Records provided>
---

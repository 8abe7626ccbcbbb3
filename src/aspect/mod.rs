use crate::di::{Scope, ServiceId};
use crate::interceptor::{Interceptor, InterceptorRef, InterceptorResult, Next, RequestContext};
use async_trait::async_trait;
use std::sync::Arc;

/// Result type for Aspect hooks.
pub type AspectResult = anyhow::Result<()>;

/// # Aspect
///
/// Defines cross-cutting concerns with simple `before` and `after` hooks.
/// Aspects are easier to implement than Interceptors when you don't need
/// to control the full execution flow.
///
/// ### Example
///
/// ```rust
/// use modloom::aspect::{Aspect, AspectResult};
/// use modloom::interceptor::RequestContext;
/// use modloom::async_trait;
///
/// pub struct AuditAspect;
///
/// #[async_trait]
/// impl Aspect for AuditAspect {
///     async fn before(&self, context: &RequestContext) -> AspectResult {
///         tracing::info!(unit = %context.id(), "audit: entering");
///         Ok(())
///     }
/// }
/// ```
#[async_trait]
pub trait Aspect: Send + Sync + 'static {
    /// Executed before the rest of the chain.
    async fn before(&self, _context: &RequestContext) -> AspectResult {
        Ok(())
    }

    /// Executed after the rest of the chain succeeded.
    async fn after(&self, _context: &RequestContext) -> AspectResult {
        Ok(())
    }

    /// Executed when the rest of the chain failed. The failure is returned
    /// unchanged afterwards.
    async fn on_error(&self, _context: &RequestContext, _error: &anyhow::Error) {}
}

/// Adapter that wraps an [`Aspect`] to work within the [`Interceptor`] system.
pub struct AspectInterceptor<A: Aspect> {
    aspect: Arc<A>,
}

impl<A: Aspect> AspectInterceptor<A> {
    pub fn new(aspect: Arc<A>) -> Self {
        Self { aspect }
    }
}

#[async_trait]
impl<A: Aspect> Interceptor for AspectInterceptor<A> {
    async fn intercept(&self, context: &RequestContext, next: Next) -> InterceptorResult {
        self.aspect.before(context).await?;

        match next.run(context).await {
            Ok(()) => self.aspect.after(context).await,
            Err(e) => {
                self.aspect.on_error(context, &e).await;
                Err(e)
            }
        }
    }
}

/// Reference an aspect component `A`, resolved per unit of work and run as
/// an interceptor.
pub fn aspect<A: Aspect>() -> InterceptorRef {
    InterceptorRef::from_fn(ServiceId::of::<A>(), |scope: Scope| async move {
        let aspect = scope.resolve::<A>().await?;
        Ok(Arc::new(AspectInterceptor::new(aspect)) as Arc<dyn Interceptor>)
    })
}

---

Requirement> Write out only the lines that run from the line containing "Adapter that wraps" through the line containing "self.aspect.before(context).await?;", both included, exactly as they appear above.

Answer space>
/// Adapter that wraps an [`Aspect`] to work within the [`Interceptor`] system.
pub struct AspectInterceptor<A: Aspect> {
    aspect: Arc<A>,
}

impl<A: Aspect> AspectInterceptor<A> {
    pub fn new(aspect: Arc<A>) -> Self {
        Self { aspect }
    }
}

#[async_trait]
impl<A: Aspect> Interceptor for AspectInterceptor<A> {
    async fn intercept(&self, context: &RequestContext, next: Next) -> InterceptorResult {
        self.aspect.before(context).await?;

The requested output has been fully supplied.